L’État de droit est un État dans lequel la puissance publique est elle-même soumise au droit.

Enfin, il est possible de concevoir les droits sociaux autrement que comme des créances et donc ne plus les considérer comme opposés aux libertés.
En effet, les droits sociaux sont aussi :

  • la contrepartie des devoirs sociaux imposés par l’État. Par exemple, la Charte de l'environnement proclame juste après le droit de vivre dans un environnement équilibré le devoir de chacun de limiter ses atteintes à l'environnement ;
  • les conditions sociales nécessaires pour que les libertés économiques puissent effectivement être exercées par tous. Par exemple, le droit à l'éducation permet que les jeunes talentueux issus de milieux défavorisés puissent accéder aux études et ensuite mettre en œuvre leurs talents pour leur profit et celui de la société.

Conclusion :

Libertés économiques et droits sociaux figurent parmi les droits de l'homme. Ils s'ajoutent aux droits civiques pour permettre à chaque citoyen de participer pleinement à la vie de la nation.
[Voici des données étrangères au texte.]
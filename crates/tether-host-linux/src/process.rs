//! Process management utilities

use nix::errno::Errno;
use nix::sys::signal::{self, Signal};
use nix::sys::wait::{Id, WaitPidFlag, waitid};
use nix::unistd::Pid;
use std::io;
use std::os::unix::process::ExitStatusExt;
use std::process::Stdio;
use std::sync::{Arc, Mutex};
use tokio::io::{AsyncBufReadExt, AsyncRead, BufReader};
use tokio::process::{Child, Command};
use tokio::sync::mpsc;
use tokio::task::JoinHandle;
use tracing::{debug, warn};

use tether_host_api::{
    ExitStatus, LaunchEvent, LaunchSpec, OutputStream, SignalError, Signaller, SpawnError,
};

/// Build the command for a launch spec
///
/// The child gets exactly the environment in the spec, piped stdout/stderr,
/// no stdin, and is killed if its `Child` is dropped before it is reaped.
pub fn build_command(spec: &LaunchSpec) -> Command {
    let mut cmd = Command::new(&spec.program);
    cmd.args(&spec.args)
        .env_clear()
        .envs(&spec.env)
        .stdin(Stdio::null())
        .stdout(Stdio::piped())
        .stderr(Stdio::piped())
        .kill_on_drop(true);
    cmd
}

/// Describe a spawn failure, naming the errno (`ENOENT: No such file or directory`)
pub fn spawn_error(program: &str, err: &io::Error) -> SpawnError {
    let message = match err.raw_os_error() {
        Some(code) => Errno::from_raw(code).to_string(),
        None => err.to_string(),
    };
    SpawnError::new(program, err.kind(), message)
}

/// Convert a std exit status into the launcher's representation
pub fn convert_status(status: std::process::ExitStatus) -> ExitStatus {
    if let Some(code) = status.code() {
        return ExitStatus::with_code(code);
    }
    match status.signal().map(Signal::try_from) {
        Some(Ok(sig)) => ExitStatus::signaled(sig),
        _ => ExitStatus {
            code: None,
            signal: None,
        },
    }
}

/// Decode a byte stream into lines and forward them until EOF
///
/// Accepts `\n` and `\r\n` terminators, replaces invalid UTF-8, and emits a
/// final unterminated line if the stream ends without a newline.
pub async fn pump_lines<R>(reader: R, tx: mpsc::UnboundedSender<String>, stream: OutputStream, pid: u32)
where
    R: AsyncRead + Unpin,
{
    let mut reader = BufReader::new(reader);
    let mut buf = Vec::new();

    loop {
        buf.clear();
        match reader.read_until(b'\n', &mut buf).await {
            Ok(0) => break,
            Ok(_) => {
                if buf.last() == Some(&b'\n') {
                    buf.pop();
                    if buf.last() == Some(&b'\r') {
                        buf.pop();
                    }
                }
                // Keep draining even with nobody listening so the child never blocks on a full pipe
                let _ = tx.send(String::from_utf8_lossy(&buf).into_owned());
            }
            Err(e) => {
                warn!(pid = pid, stream = %stream, error = %e, "Error reading child output");
                break;
            }
        }
    }

    debug!(pid = pid, stream = %stream, "Output stream ended");
}

/// Shared between a child's signaller and its monitor; true once the pid
/// may be released to the OS
///
/// Signals are sent while holding the lock and the monitor only sets the
/// flag (and then reaps) while nobody else holds it, so a signal can never
/// reach a recycled pid.
pub type ReapGuard = Arc<Mutex<bool>>;

pub fn reap_guard() -> ReapGuard {
    Arc::new(Mutex::new(false))
}

/// Block until `pid` has exited without reaping it.
///
/// The child stays a zombie, so its pid cannot be reused until it is waited on.
pub fn wait_for_exit(pid: u32) -> nix::Result<()> {
    loop {
        let id = Id::Pid(Pid::from_raw(pid as i32));
        match waitid(id, WaitPidFlag::WEXITED | WaitPidFlag::WNOWAIT) {
            Err(Errno::EINTR) => continue,
            other => return other.map(|_| ()),
        }
    }
}

/// Signal delivery for a spawned child
pub struct ProcessSignaller {
    pid: u32,
    reaped: ReapGuard,
}

impl ProcessSignaller {
    pub fn new(pid: u32, reaped: ReapGuard) -> Self {
        Self { pid, reaped }
    }
}

impl Signaller for ProcessSignaller {
    fn pid(&self) -> Option<u32> {
        Some(self.pid)
    }

    fn send_signal(&self, sig: Signal) -> Result<(), SignalError> {
        let reaped = self.reaped.lock().unwrap();
        if *reaped {
            return Err(SignalError::AlreadyExited { pid: self.pid });
        }

        match signal::kill(Pid::from_raw(self.pid as i32), sig) {
            Ok(()) => {
                debug!(pid = self.pid, signal = sig.as_str(), "Sent signal");
                Ok(())
            }
            Err(Errno::ESRCH) => Err(SignalError::AlreadyExited { pid: self.pid }),
            Err(e) => Err(SignalError::Rejected {
                pid: self.pid,
                signal: sig,
                reason: e.to_string(),
            }),
        }
    }

    fn is_alive(&self) -> bool {
        !*self.reaped.lock().unwrap()
    }
}

/// Signaller for a launch that never produced a process
pub struct UnstartedSignaller;

impl Signaller for UnstartedSignaller {
    fn pid(&self) -> Option<u32> {
        None
    }

    fn send_signal(&self, _signal: Signal) -> Result<(), SignalError> {
        Err(SignalError::NotStarted)
    }

    fn is_alive(&self) -> bool {
        false
    }
}

/// Wait for the child, then for its output pumps, reporting `Exited` and `Closed`
///
/// Exit is first observed without reaping (on a blocking thread), the guard
/// is flipped, and only then is the child reaped.
pub async fn monitor_child(
    mut child: Child,
    pid: u32,
    pumps: Vec<JoinHandle<()>>,
    reaped: ReapGuard,
    event_tx: mpsc::UnboundedSender<LaunchEvent>,
) {
    match tokio::task::spawn_blocking(move || wait_for_exit(pid)).await {
        Ok(Ok(())) => *reaped.lock().unwrap() = true,
        Ok(Err(e)) => debug!(pid = pid, error = %e, "Could not observe exit before reaping"),
        Err(e) => warn!(pid = pid, error = %e, "Exit watcher task failed"),
    }

    let status = match child.wait().await {
        Ok(status) => convert_status(status),
        Err(e) => {
            warn!(pid = pid, error = %e, "Wait failed");
            let _ = event_tx.send(LaunchEvent::Error(format!("Wait failed: {}", e)));
            ExitStatus {
                code: None,
                signal: None,
            }
        }
    };
    *reaped.lock().unwrap() = true;

    debug!(pid = pid, status = %status, "Process exited");
    let _ = event_tx.send(LaunchEvent::Exited(status));

    for pump in pumps {
        if let Err(e) = pump.await {
            warn!(pid = pid, error = %e, "Output pump task failed");
        }
    }

    debug!(pid = pid, status = %status, "Process closed");
    let _ = event_tx.send(LaunchEvent::Closed(status));
}
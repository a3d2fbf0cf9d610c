//! Configuration validation

use crate::schema::{RawConfig, RawProcess};
use std::collections::HashSet;
use thiserror::Error;

/// Validation error
#[derive(Debug, Clone, PartialEq, Eq, Error)]
pub enum ValidationError {
    #[error("Process '{name}': {message}")]
    ProcessError { name: String, message: String },

    #[error("Duplicate process name: {0}")]
    DuplicateName(String),

    #[error("Global config error: {0}")]
    GlobalError(String),
}

/// Validate a raw configuration
pub fn validate_config(config: &RawConfig) -> Vec<ValidationError> {
    let mut errors = Vec::new();

    if config.defaults.timeout_ms == Some(0) {
        errors.push(ValidationError::GlobalError(
            "defaults.timeout_ms must be greater than 0 (omit it to use 1000)".into(),
        ));
    }

    // Check for duplicate names
    let mut seen = HashSet::new();
    for process in &config.processes {
        if !seen.insert(&process.name) {
            errors.push(ValidationError::DuplicateName(process.name.clone()));
        }
    }

    for process in &config.processes {
        errors.extend(validate_process(process));
    }

    errors
}

/// Validate a command list: at least one element, and a non-empty binary
pub fn validate_command(command: &[String]) -> Result<(), String> {
    match command.first() {
        None => Err("command must have at least 1 string indicating the binary".into()),
        Some(binary) if binary.trim().is_empty() => Err("binary cannot be empty".into()),
        Some(_) => Ok(()),
    }
}

fn validate_process(process: &RawProcess) -> Vec<ValidationError> {
    let mut errors = Vec::new();
    let error = |message: &str| ValidationError::ProcessError {
        name: process.name.clone(),
        message: message.to_string(),
    };

    if process.name.trim().is_empty() {
        errors.push(error("name cannot be empty"));
    }

    if let Err(message) = validate_command(&process.command) {
        errors.push(error(&message));
    }

    if process.timeout_ms == Some(0) {
        errors.push(error("timeout_ms must be greater than 0"));
    }

    if let Some(ready) = &process.ready {
        if ready.output.is_empty() {
            errors.push(error("ready.output cannot be empty"));
        }
        if ready.timeout_ms == Some(0) {
            errors.push(error("ready.timeout_ms must be greater than 0"));
        }
    }

    errors
}
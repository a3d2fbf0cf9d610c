//! Validated process options

use crate::schema::{RawConfig, RawProcess, RawReadyCheck};
use crate::validation::validate_command;
use crate::{ConfigError, ConfigResult};
use std::collections::HashMap;
use std::time::Duration;
use tether_host_api::{LaunchSpec, OutputStream};
use tether_util::millis;

/// Default timeout for every blocking call on a process handle
pub const DEFAULT_TIMEOUT: Duration = Duration::from_millis(1000);

/// How to launch one process and how long to wait on it
///
/// The child's environment is built in three tiers, later tiers winning:
/// `x_env` (defaults), then `env` (the base, the supervisor's own
/// environment when `None`), then `env_x` (forced overrides).
#[derive(Debug, Clone, PartialEq, Eq)]
pub struct ProcessOptions {
    pub binary: String,
    pub args: Vec<String>,
    pub name: Option<String>,
    pub x_env: HashMap<String, String>,
    pub env: Option<HashMap<String, String>>,
    pub env_x: HashMap<String, String>,
    pub timeout: Duration,
}

impl ProcessOptions {
    /// Options for `binary` with `args` and every other setting at its default
    pub fn new<I, S>(binary: impl Into<String>, args: I) -> Self
    where
        I: IntoIterator<Item = S>,
        S: Into<String>,
    {
        Self {
            binary: binary.into(),
            args: args.into_iter().map(Into::into).collect(),
            name: None,
            x_env: HashMap::new(),
            env: None,
            env_x: HashMap::new(),
            timeout: DEFAULT_TIMEOUT,
        }
    }

    /// Options from a command list whose first element is the binary
    pub fn from_command(command: Vec<String>) -> ConfigResult<Self> {
        validate_command(&command).map_err(ConfigError::InvalidCommand)?;
        let mut command = command.into_iter();
        let binary = command.next().unwrap_or_default();
        Ok(Self::new(binary, command))
    }

    pub fn with_name(mut self, name: impl Into<String>) -> Self {
        self.name = Some(name.into());
        self
    }

    pub fn with_x_env(mut self, x_env: HashMap<String, String>) -> Self {
        self.x_env = x_env;
        self
    }

    pub fn with_env(mut self, env: HashMap<String, String>) -> Self {
        self.env = Some(env);
        self
    }

    pub fn with_env_x(mut self, env_x: HashMap<String, String>) -> Self {
        self.env_x = env_x;
        self
    }

    /// Set the default timeout. Zero keeps the built-in default.
    pub fn with_timeout(mut self, timeout: Duration) -> Self {
        self.timeout = if timeout.is_zero() { DEFAULT_TIMEOUT } else { timeout };
        self
    }

    /// Display label: the configured name, or the binary
    pub fn display_name(&self) -> &str {
        self.name.as_deref().unwrap_or(&self.binary)
    }

    /// The child's full environment after layering the three tiers
    pub fn merged_env(&self) -> HashMap<String, String> {
        let mut merged = self.x_env.clone();
        match &self.env {
            Some(env) => merged.extend(env.clone()),
            None => merged.extend(std::env::vars()),
        }
        merged.extend(self.env_x.clone());
        merged
    }

    pub fn launch_spec(&self) -> LaunchSpec {
        LaunchSpec::new(&self.binary, self.args.clone()).with_env(self.merged_env())
    }
}

/// Output that marks a process as ready
#[derive(Debug, Clone, PartialEq, Eq)]
pub struct ReadyCheck {
    pub output: String,
    pub stream: OutputStream,
    pub timeout: Option<Duration>,
}

impl ReadyCheck {
    fn from_raw(raw: RawReadyCheck) -> Self {
        Self {
            output: raw.output,
            stream: raw.stream.unwrap_or(OutputStream::Stdout),
            timeout: raw.timeout_ms.map(millis),
        }
    }
}

/// A named process definition from the config file
#[derive(Debug, Clone, PartialEq, Eq)]
pub struct ProcessEntry {
    pub options: ProcessOptions,
    pub ready: Option<ReadyCheck>,
}

impl ProcessEntry {
    fn from_raw(raw: RawProcess, default_timeout: Duration) -> ConfigResult<Self> {
        let timeout = raw.timeout_ms.map(millis).unwrap_or(default_timeout);

        let mut options = ProcessOptions::from_command(raw.command)?
            .with_name(raw.name)
            .with_x_env(raw.x_env)
            .with_env_x(raw.env_x)
            .with_timeout(timeout);
        options.env = raw.env;

        Ok(Self {
            options,
            ready: raw.ready.map(ReadyCheck::from_raw),
        })
    }

    pub fn name(&self) -> &str {
        self.options.display_name()
    }
}

/// Validated configuration
#[derive(Debug, Clone, PartialEq, Eq)]
pub struct Config {
    pub default_timeout: Duration,
    pub processes: Vec<ProcessEntry>,
}

impl Config {
    /// Convert from raw config (after validation)
    pub fn from_raw(raw: RawConfig) -> ConfigResult<Self> {
        let default_timeout = raw
            .defaults
            .timeout_ms
            .map(millis)
            .unwrap_or(DEFAULT_TIMEOUT);

        let processes = raw
            .processes
            .into_iter()
            .map(|p| ProcessEntry::from_raw(p, default_timeout))
            .collect::<ConfigResult<Vec<_>>>()?;

        Ok(Self {
            default_timeout,
            processes,
        })
    }

    /// Get a process entry by name
    pub fn get_process(&self, name: &str) -> Option<&ProcessEntry> {
        self.processes.iter().find(|p| p.name() == name)
    }
}
//! Launcher traits

use nix::sys::signal::Signal;
use std::io;
use thiserror::Error;

use crate::{ExitStatus, LaunchSpec, LaunchedProcess};

/// The OS could not create the process
#[derive(Debug, Clone, PartialEq, Eq, Error)]
#[error("Failed to spawn '{program}': {message}")]
pub struct SpawnError {
    pub program: String,
    pub kind: io::ErrorKind,
    pub message: String,
}

impl SpawnError {
    pub fn new(program: impl Into<String>, kind: io::ErrorKind, message: impl Into<String>) -> Self {
        Self {
            program: program.into(),
            kind,
            message: message.into(),
        }
    }

    pub fn is_not_found(&self) -> bool {
        self.kind == io::ErrorKind::NotFound
    }
}

/// Errors from delivering a signal to a child
#[derive(Debug, Clone, PartialEq, Eq, Error)]
pub enum SignalError {
    #[error("Process was never started")]
    NotStarted,

    #[error("Process {pid} has already exited")]
    AlreadyExited { pid: u32 },

    #[error("Failed to send signal {} to process {pid}: {reason}", .signal.as_str())]
    Rejected {
        pid: u32,
        signal: Signal,
        reason: String,
    },
}

/// Raw notifications from a launcher
#[derive(Debug, Clone)]
pub enum LaunchEvent {
    /// The process image is loaded
    Spawned { pid: u32 },

    /// The process could not be created
    SpawnFailed(SpawnError),

    /// The process has terminated; its output may still be draining
    Exited(ExitStatus),

    /// The process is reaped and both output streams are fully drained
    Closed(ExitStatus),

    /// A non-fatal error after spawn (e.g. waiting on the child failed)
    Error(String),
}

/// Delivers signals to one launched process
pub trait Signaller: Send + Sync {
    /// OS process ID, if the process was spawned
    fn pid(&self) -> Option<u32>;

    /// Send a signal to the process
    fn send_signal(&self, signal: Signal) -> Result<(), SignalError>;

    /// Whether the process is still running (spawned and not yet reaped)
    fn is_alive(&self) -> bool;
}

/// Process launcher - implemented by platform-specific adapters
pub trait Launcher: Send + Sync {
    /// Start a program.
    ///
    /// Never fails synchronously: spawn failures are reported as the first
    /// event on the returned event receiver.
    fn launch(&self, spec: &LaunchSpec) -> LaunchedProcess;
}

#[cfg(test)]
mod tests {
    use super::*;

    #[test]
    fn spawn_error_display() {
        let err = SpawnError::new(
            "qocefkj",
            io::ErrorKind::NotFound,
            "ENOENT: No such file or directory",
        );
        assert!(err.is_not_found());
        assert_eq!(
            err.to_string(),
            "Failed to spawn 'qocefkj': ENOENT: No such file or directory"
        );
    }

    #[test]
    fn signal_error_display() {
        let err = SignalError::Rejected {
            pid: 42,
            signal: Signal::SIGTERM,
            reason: "EPERM: Operation not permitted".into(),
        };
        assert_eq!(
            err.to_string(),
            "Failed to send signal SIGTERM to process 42: EPERM: Operation not permitted"
        );
        assert_eq!(
            SignalError::AlreadyExited { pid: 7 }.to_string(),
            "Process 7 has already exited"
        );
    }
}
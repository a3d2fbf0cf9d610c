//! Raw configuration schema (as parsed from TOML)

use serde::{Deserialize, Serialize};
use std::collections::HashMap;
use tether_host_api::OutputStream;

/// Raw configuration as parsed from TOML
#[derive(Debug, Clone, Deserialize, Serialize)]
pub struct RawConfig {
    /// Config schema version
    pub config_version: u32,

    /// Settings shared by every process entry
    #[serde(default)]
    pub defaults: RawDefaults,

    /// Process definitions
    #[serde(default)]
    pub processes: Vec<RawProcess>,
}

/// Workspace-wide defaults
#[derive(Debug, Clone, Default, Deserialize, Serialize)]
pub struct RawDefaults {
    /// Default timeout for blocking calls, in milliseconds
    pub timeout_ms: Option<u64>,
}

/// Raw process definition
#[derive(Debug, Clone, Deserialize, Serialize)]
pub struct RawProcess {
    /// Unique name, also used as the display label
    pub name: String,

    /// Binary followed by its arguments
    pub command: Vec<String>,

    /// Default values for environment variables
    #[serde(default)]
    pub x_env: HashMap<String, String>,

    /// Base environment. Omitted means "inherit from the supervisor".
    pub env: Option<HashMap<String, String>>,

    /// Overrides that take precedence over everything else
    #[serde(default)]
    pub env_x: HashMap<String, String>,

    /// Timeout override for this process, in milliseconds
    pub timeout_ms: Option<u64>,

    /// Output that signals the process is ready
    pub ready: Option<RawReadyCheck>,
}

/// Readiness marker
#[derive(Debug, Clone, Deserialize, Serialize)]
pub struct RawReadyCheck {
    /// Substring to wait for
    pub output: String,

    /// Stream to watch (default: stdout)
    #[serde(default)]
    pub stream: Option<OutputStream>,

    /// Wait limit in milliseconds, overriding the process timeout
    pub timeout_ms: Option<u64>,
}
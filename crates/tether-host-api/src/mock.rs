//! Mock launcher for testing

use nix::sys::signal::Signal;
use std::io;
use std::sync::atomic::{AtomicU32, Ordering};
use std::sync::{Arc, Mutex};
use tokio::sync::mpsc;
use tracing::debug;

use crate::{
    ExitStatus, LaunchEvent, LaunchSpec, LaunchedProcess, Launcher, OutputStream, SignalError,
    Signaller, SpawnError,
};

/// Mock launcher for unit/integration testing
///
/// Every launch is recorded as a [`MockProcess`] that the test drives by
/// hand: emit lines, exit, close. Signals terminate the mock process
/// immediately unless listed in `ignored_signals`.
pub struct MockLauncher {
    next_pid: AtomicU32,
    processes: Arc<Mutex<Vec<MockProcess>>>,

    /// Configure spawn to fail with this error kind
    pub fail_spawn: Arc<Mutex<Option<io::ErrorKind>>>,

    /// Signals the mock process acknowledges but does not die from
    pub ignored_signals: Arc<Mutex<Vec<Signal>>>,

    /// Configure signal delivery to be rejected
    pub reject_signals: Arc<Mutex<bool>>,

    /// Error events reported ahead of the spawn outcome
    pub pre_spawn_errors: Arc<Mutex<Vec<String>>>,
}

impl MockLauncher {
    pub fn new() -> Self {
        Self {
            next_pid: AtomicU32::new(1000),
            processes: Arc::new(Mutex::new(Vec::new())),
            fail_spawn: Arc::new(Mutex::new(None)),
            ignored_signals: Arc::new(Mutex::new(Vec::new())),
            reject_signals: Arc::new(Mutex::new(false)),
            pre_spawn_errors: Arc::new(Mutex::new(Vec::new())),
        }
    }

    /// Make subsequent launches fail to spawn
    pub fn set_fail_spawn(&self, kind: Option<io::ErrorKind>) {
        *self.fail_spawn.lock().unwrap() = kind;
    }

    /// Make subsequent launches report `message` as an error before
    /// `Spawned` or `SpawnFailed`
    pub fn queue_pre_spawn_error(&self, message: impl Into<String>) {
        self.pre_spawn_errors.lock().unwrap().push(message.into());
    }

    /// Make subsequent launches ignore the given signal
    pub fn ignore_signal(&self, signal: Signal) {
        self.ignored_signals.lock().unwrap().push(signal);
    }

    /// All processes launched so far
    pub fn processes(&self) -> Vec<MockProcess> {
        self.processes.lock().unwrap().clone()
    }

    /// The most recently launched process
    pub fn last_process(&self) -> Option<MockProcess> {
        self.processes.lock().unwrap().last().cloned()
    }
}

impl Default for MockLauncher {
    fn default() -> Self {
        Self::new()
    }
}

impl Launcher for MockLauncher {
    fn launch(&self, spec: &LaunchSpec) -> LaunchedProcess {
        let (event_tx, event_rx) = mpsc::unbounded_channel();
        let (stdout_tx, stdout_rx) = mpsc::unbounded_channel();
        let (stderr_tx, stderr_rx) = mpsc::unbounded_channel();

        let spawn_failure = *self.fail_spawn.lock().unwrap();
        let pid = match spawn_failure {
            Some(_) => None,
            None => Some(self.next_pid.fetch_add(1, Ordering::SeqCst)),
        };

        let process = MockProcess {
            spec: spec.clone(),
            shared: Arc::new(MockShared {
                pid,
                event_tx,
                stdout_tx: Mutex::new(Some(stdout_tx)),
                stderr_tx: Mutex::new(Some(stderr_tx)),
                state: Mutex::new(MockState {
                    alive: pid.is_some(),
                    signals: Vec::new(),
                    ignored: self.ignored_signals.lock().unwrap().clone(),
                    reject: *self.reject_signals.lock().unwrap(),
                }),
            }),
        };

        for message in self.pre_spawn_errors.lock().unwrap().iter() {
            process.send(LaunchEvent::Error(message.clone()));
        }

        match (pid, spawn_failure) {
            (Some(pid), _) => {
                debug!(pid = pid, program = %spec.program, "Mock process spawned");
                process.send(LaunchEvent::Spawned { pid });
            }
            (None, kind) => {
                let kind = kind.unwrap_or(io::ErrorKind::Other);
                let error = SpawnError::new(&spec.program, kind, io::Error::from(kind).to_string());
                process.send(LaunchEvent::SpawnFailed(error));
            }
        }

        self.processes.lock().unwrap().push(process.clone());

        LaunchedProcess {
            events: event_rx,
            stdout: stdout_rx,
            stderr: stderr_rx,
            signaller: Arc::new(MockSignaller {
                process: process.clone(),
            }),
        }
    }
}

#[derive(Debug)]
struct MockState {
    alive: bool,
    signals: Vec<Signal>,
    ignored: Vec<Signal>,
    reject: bool,
}

#[derive(Debug)]
struct MockShared {
    pid: Option<u32>,
    event_tx: mpsc::UnboundedSender<LaunchEvent>,
    stdout_tx: Mutex<Option<mpsc::UnboundedSender<String>>>,
    stderr_tx: Mutex<Option<mpsc::UnboundedSender<String>>>,
    state: Mutex<MockState>,
}

/// Test-side controller for one mock launch
#[derive(Debug, Clone)]
pub struct MockProcess {
    spec: LaunchSpec,
    shared: Arc<MockShared>,
}

impl MockProcess {
    pub fn pid(&self) -> Option<u32> {
        self.shared.pid
    }

    pub fn spec(&self) -> &LaunchSpec {
        &self.spec
    }

    /// Signals delivered so far, in order
    pub fn signals(&self) -> Vec<Signal> {
        self.shared.state.lock().unwrap().signals.clone()
    }

    pub fn is_alive(&self) -> bool {
        self.shared.state.lock().unwrap().alive
    }

    /// Write one line to stdout or stderr. Ignored once the stream is closed.
    pub fn emit_line(&self, stream: OutputStream, line: impl Into<String>) {
        let sender = match stream {
            OutputStream::Stdout => &self.shared.stdout_tx,
            OutputStream::Stderr => &self.shared.stderr_tx,
        };
        if let Some(tx) = sender.lock().unwrap().as_ref() {
            let _ = tx.send(line.into());
        }
    }

    pub fn emit_stdout(&self, line: impl Into<String>) {
        self.emit_line(OutputStream::Stdout, line);
    }

    pub fn emit_stderr(&self, line: impl Into<String>) {
        self.emit_line(OutputStream::Stderr, line);
    }

    /// Report a non-fatal launcher error
    pub fn emit_error(&self, message: impl Into<String>) {
        self.send(LaunchEvent::Error(message.into()));
    }

    /// Simulate process termination (output may still be draining)
    pub fn exit(&self, status: ExitStatus) {
        self.shared.state.lock().unwrap().alive = false;
        self.send(LaunchEvent::Exited(status));
    }

    /// Simulate the streams draining. Does not mark the process dead.
    pub fn close(&self, status: ExitStatus) {
        self.shared.stdout_tx.lock().unwrap().take();
        self.shared.stderr_tx.lock().unwrap().take();
        self.send(LaunchEvent::Closed(status));
    }

    /// Exit and close in one go
    pub fn finish(&self, status: ExitStatus) {
        self.exit(status);
        self.close(status);
    }

    fn send(&self, event: LaunchEvent) {
        // The receiving side may already be gone after close
        let _ = self.shared.event_tx.send(event);
    }
}

struct MockSignaller {
    process: MockProcess,
}

impl Signaller for MockSignaller {
    fn pid(&self) -> Option<u32> {
        self.process.pid()
    }

    fn send_signal(&self, signal: Signal) -> Result<(), SignalError> {
        let pid = self.process.pid().ok_or(SignalError::NotStarted)?;

        let terminates = {
            let mut state = self.process.shared.state.lock().unwrap();
            if state.reject {
                return Err(SignalError::Rejected {
                    pid,
                    signal,
                    reason: "EPERM: Operation not permitted".into(),
                });
            }
            if !state.alive {
                return Err(SignalError::AlreadyExited { pid });
            }
            state.signals.push(signal);
            !state.ignored.contains(&signal)
        };

        debug!(pid = pid, signal = signal.as_str(), terminates, "Mock process signaled");
        if terminates {
            self.process.finish(ExitStatus::signaled(signal));
        }
        Ok(())
    }

    fn is_alive(&self) -> bool {
        self.process.is_alive()
    }
}

#[cfg(test)]
mod tests {
    use super::*;

    #[tokio::test]
    async fn mock_spawn_and_signal() {
        let launcher = MockLauncher::new();
        let mut launched = launcher.launch(&LaunchSpec::new("sleep", vec!["10".into()]));

        let pid = match launched.events.recv().await {
            Some(LaunchEvent::Spawned { pid }) => pid,
            other => panic!("Expected Spawned, got {:?}", other),
        };
        assert_eq!(launched.signaller.pid(), Some(pid));

        launched.signaller.send_signal(Signal::SIGTERM).unwrap();

        assert!(matches!(
            launched.events.recv().await,
            Some(LaunchEvent::Exited(status)) if status.signal == Some(Signal::SIGTERM)
        ));
        assert!(matches!(
            launched.events.recv().await,
            Some(LaunchEvent::Closed(_))
        ));
        assert!(!launched.signaller.is_alive());
        assert_eq!(
            launched.signaller.send_signal(Signal::SIGKILL),
            Err(SignalError::AlreadyExited { pid })
        );
    }

    #[tokio::test]
    async fn mock_spawn_failure() {
        let launcher = MockLauncher::new();
        launcher.set_fail_spawn(Some(io::ErrorKind::NotFound));

        let mut launched = launcher.launch(&LaunchSpec::new("qocefkj", vec![]));

        match launched.events.recv().await {
            Some(LaunchEvent::SpawnFailed(err)) => assert!(err.is_not_found()),
            other => panic!("Expected SpawnFailed, got {:?}", other),
        }
        assert_eq!(
            launched.signaller.send_signal(Signal::SIGTERM),
            Err(SignalError::NotStarted)
        );
    }

    #[tokio::test]
    async fn mock_pre_spawn_errors_come_first() {
        let launcher = MockLauncher::new();
        launcher.queue_pre_spawn_error("spawn raced with a signal");

        let mut launched = launcher.launch(&LaunchSpec::new("sleep", vec!["10".into()]));

        assert!(matches!(
            launched.events.recv().await,
            Some(LaunchEvent::Error(message)) if message == "spawn raced with a signal"
        ));
        assert!(matches!(
            launched.events.recv().await,
            Some(LaunchEvent::Spawned { pid: 1000 })
        ));
    }

    #[tokio::test]
    async fn mock_ignored_signal_keeps_running() {
        let launcher = MockLauncher::new();
        launcher.ignore_signal(Signal::SIGTERM);

        let launched = launcher.launch(&LaunchSpec::new("daemon", vec![]));
        launched.signaller.send_signal(Signal::SIGTERM).unwrap();

        let process = launcher.last_process().unwrap();
        assert!(process.is_alive());
        assert_eq!(process.signals(), vec![Signal::SIGTERM]);
    }

    #[tokio::test]
    async fn mock_lines_stop_after_close() {
        let launcher = MockLauncher::new();
        let mut launched = launcher.launch(&LaunchSpec::new("echo", vec![]));
        let process = launcher.last_process().unwrap();

        process.emit_stdout("Hello");
        process.finish(ExitStatus::success());
        process.emit_stdout("ignored");

        assert_eq!(launched.stdout.recv().await.as_deref(), Some("Hello"));
        assert_eq!(launched.stdout.recv().await, None);
    }
}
Les libertés économiques découlent des droits à la liberté et à la propriété privée. Elles sont encadrées par l’État pour la sauvegarde de l'intérêt général.
Les droits sociaux fondent l’État-providence qui cherche à garantir à chaque citoyen des conditions de vie décentes.

L'opposition théorique entre les libertés économiques et les droits sociaux doit être relativisée. Ils sont plutôt complémentaires dans la pratique.
L'objectif d'un développement durable nous invite à les associer et à y ajouter les préoccupations environnementales.